» **Data**
________________________________________
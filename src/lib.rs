//! Turnstile - Per-Client Admission Control
//!
//! This crate decides, per client key, whether a request is admitted under an
//! "at most N requests per window" fixed-window policy. Counters live in a
//! swappable backend: an in-process map or a shared Redis instance.

pub mod config;
pub mod error;
pub mod ratelimit;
________________________________________
» **Task directions**
The full listing, repeated exactly, is the expected answer.

» **Task solution**
filename src/lib.rs
//! Turnstile - Per-Client Admission Control
//!
//! This crate decides, per client key, whether a request is admitted under an
//! "at most N requests per window" fixed-window policy. Counters live in a
//! swappable backend: an in-process map or a shared Redis instance.

pub mod config;
pub mod error;
pub mod ratelimit;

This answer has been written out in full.